North Korea and Russia have agreed to boost their bilateral ties in 2015 under the banner of the “year of friendship.”
The official Korean Central News Agency (KCNA) said that Russia and North Korea would “develop the bilateral relations on to a new higher stage in various fields, including politics, economy and culture under a mutual agreement,” The Guardian reported on Thursday.
The Russian Foreign Ministry also confirmed that the agreement between Moscow and Pyongyang was aimed at promoting ties “in the political, economic, humanitarian and other areas to a new level.”
Russia has also confirmed that North Korea’s communist dictator, Kim Jong-un, is to attend World War II ceremonies in Moscow on May 9 in his first foreign visit since rising to power in 2011.

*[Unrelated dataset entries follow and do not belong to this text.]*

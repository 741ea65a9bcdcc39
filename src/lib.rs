//! # voterroll-extract
//!
//! Extract structured voter records from scanned Hindi electoral-roll PDFs.
//!
//! ## Why this crate?
//!
//! Electoral rolls are published as image-only PDFs: every page is a scan
//! of a printed grid of voter entries with Devanagari labels (`नाम`, `उम्र`,
//! `मकान संख्या`, …). There is no text layer to read. This crate rasterises
//! each page, runs Tesseract with a Hindi + English hint, cuts the text into
//! one block per voter at noise-tolerant anchor lines, and pulls labelled
//! values out of each block with rule tables that know the usual OCR
//! misspellings. Records that lack a name or a plausible age are dropped
//! rather than emitted with suspect values.
//!
//! ## Pipeline Overview
//!
//! ```text
//! PDF bytes
//!  │
//!  ├─ 1. Input       %PDF signature check
//!  ├─ 2. Render      rasterise pages via pdfium (spawn_blocking)
//!  ├─ 3. Preprocess  grayscale → Otsu → median
//!  ├─ 4. Recognize   Tesseract hin+eng, pages in parallel, rejoined in order
//!  ├─ 5. Segment     anchor lines → voter blocks (document-wide index)
//!  ├─ 6. Fields      label rules → raw (field, value) map
//!  └─ 7. Normalize   cleanup, age range check → VoterRecord
//! ```
//!
//! ## Quick Start
//!
//! ```rust,no_run
//! use voterroll_extract::{extract, ExtractionConfig};
//!
//! #[tokio::main]
//! async fn main() -> Result<(), Box<dyn std::error::Error>> {
//!     let bytes = std::fs::read("roll.pdf")?;
//!     let output = extract(bytes, &ExtractionConfig::default()).await?;
//!     println!("{}", output.to_json()?);
//!     eprintln!(
//!         "{} records, {} blocks rejected",
//!         output.stats.accepted_records, output.stats.rejected_blocks
//!     );
//!     Ok(())
//! }
//! ```
//!
//! ## Feature Flags
//!
//! | Feature | Default | Description |
//! |---------|---------|-------------|
//! | `cli`   | on      | Enables the `voterroll` binary (clap + anyhow + tracing-subscriber) |
//!
//! Disable `cli` when using only the library:
//! ```toml
//! voterroll-extract = { version = "0.1", default-features = false }
//! ```
//!
//! ## Runtime requirements
//!
//! The default engines need a pdfium shared library and a `tesseract`
//! binary with the `hin` language pack. Both can be replaced through
//! [`ExtractionConfig::rasterizer`] and [`ExtractionConfig::recognizer`].

// ── Modules ──────────────────────────────────────────────────────────────

pub mod config;
pub mod error;
pub mod extract;
pub mod output;
pub mod pipeline;
pub mod progress;

// ── Re-exports ───────────────────────────────────────────────────────────

pub use config::{ExtractionConfig, ExtractionConfigBuilder, PageSelection};
pub use error::{ExtractError, PageError, RejectReason, UnreadableReason};
pub use extract::{extract, extract_file, extract_records, extract_sync, extract_to_file};
pub use output::{ExtractionOutput, ExtractionStats, PageResult, Rejection, VoterRecord};
pub use pipeline::normalize::{MAX_AGE, MIN_AGE};
pub use pipeline::recognize::{RecognitionError, Recognizer, TesseractRecognizer};
pub use pipeline::render::{
    PageImage, PageSink, PdfiumRasterizer, RasterOptions, RasterizedDocument, Rasterizer,
};
pub use progress::{ExtractionProgressCallback, NoopProgressCallback, ProgressCallback};
//! Input validation: wrap submitted bytes as a [`Document`].
//!
//! The `%PDF` signature is checked before any engine sees the bytes, so a
//! misnamed upload fails with `DocumentUnreadable` instead of a pdfium error
//! string. The document is owned by one extraction and dropped with it.

use crate::error::{ExtractError, UnreadableReason};
use std::path::Path;
use tracing::debug;

const PDF_MAGIC: &[u8; 4] = b"%PDF";

/// One submitted PDF, validated by signature.
#[derive(Debug, Clone)]
pub struct Document {
    bytes: Vec<u8>,
}

impl Document {
    /// Validate `bytes` as a PDF by its leading signature.
    pub fn from_bytes(bytes: impl Into<Vec<u8>>) -> Result<Self, ExtractError> {
        let bytes = bytes.into();
        if bytes.len() < PDF_MAGIC.len() || &bytes[..PDF_MAGIC.len()] != PDF_MAGIC {
            let magic = bytes.iter().take(PDF_MAGIC.len()).copied().collect();
            return Err(ExtractError::unreadable(UnreadableReason::NotAPdf { magic }));
        }
        debug!("Accepted PDF document: {} bytes", bytes.len());
        Ok(Self { bytes })
    }

    pub fn bytes(&self) -> &[u8] {
        &self.bytes
    }

    pub fn len(&self) -> usize {
        self.bytes.len()
    }

    pub fn is_empty(&self) -> bool {
        self.bytes.is_empty()
    }
}

/// Read a local file into memory, mapping I/O failures to input errors.
pub async fn read_local(path: &Path) -> Result<Vec<u8>, ExtractError> {
    match tokio::fs::read(path).await {
        Ok(bytes) => {
            debug!("Read local PDF: {} ({} bytes)", path.display(), bytes.len());
            Ok(bytes)
        }
        Err(e) if e.kind() == std::io::ErrorKind::PermissionDenied => {
            Err(ExtractError::PermissionDenied {
                path: path.to_path_buf(),
            })
        }
        Err(e) if e.kind() == std::io::ErrorKind::NotFound => Err(ExtractError::FileNotFound {
            path: path.to_path_buf(),
        }),
        Err(e) => Err(ExtractError::Internal(format!(
            "Failed to read '{}': {}",
            path.display(),
            e
        ))),
    }
}

#[cfg(test)]
mod tests {
    use super::*;

    #[test]
    fn accepts_pdf_signature() {
        let doc = Document::from_bytes(b"%PDF-1.7\n...".to_vec()).unwrap();
        assert_eq!(doc.len(), 12);
        assert!(doc.bytes().starts_with(b"%PDF"));
    }

    #[test]
    fn rejects_zip_bytes() {
        let err = Document::from_bytes(b"PK\x03\x04rest".to_vec()).unwrap_err();
        match err {
            ExtractError::DocumentUnreadable {
                reason: UnreadableReason::NotAPdf { magic },
            } => assert_eq!(magic, b"PK\x03\x04".to_vec()),
            other => panic!("unexpected error: {other:?}"),
        }
    }

    #[test]
    fn rejects_short_and_empty_input() {
        assert!(Document::from_bytes(Vec::new()).unwrap_err().is_document_unreadable());
        assert!(Document::from_bytes(b"%PD".to_vec()).unwrap_err().is_document_unreadable());
    }

    #[tokio::test]
    async fn read_local_missing_file() {
        let err = read_local(Path::new("/definitely/not/a/roll.pdf"))
            .await
            .unwrap_err();
        assert!(matches!(err, ExtractError::FileNotFound { .. }));
    }

    #[tokio::test]
    async fn read_local_existing_file() {
        let dir = tempfile::tempdir().unwrap();
        let path = dir.path().join("roll.pdf");
        std::fs::write(&path, b"%PDF-1.4").unwrap();
        assert_eq!(read_local(&path).await.unwrap(), b"%PDF-1.4".to_vec());
    }
}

The event in the Russian capital is to mark the 70th anniversary of the Soviet Union’s World War II victory over Nazi Germany.
Close ties between the two countries can dismay Western countries, especially the United States, and Britain, which are at loggerheads with Russia over the crisis in Eastern Ukraine, and with North Korea over its nuclear program.
Russia has sided with North Korea on several occasions in the international arena.
In 2013, Moscow strongly rejected the increasing military activities by the United States on the Korean Peninsula, warning that escalating tensions could destabilize the entire region.
It has also opposed a UN call for Pyongyang to be referred to the International Criminal Court over its human rights record.
Russia also partook in negotiations over North Korea’s nuclear program, which were held until 2008.
North Korea’s former leader, Kim Jong-il, visited Russia in August 2011 in his personal train for a rare meeting with then Russian President Dmitry Medvedev.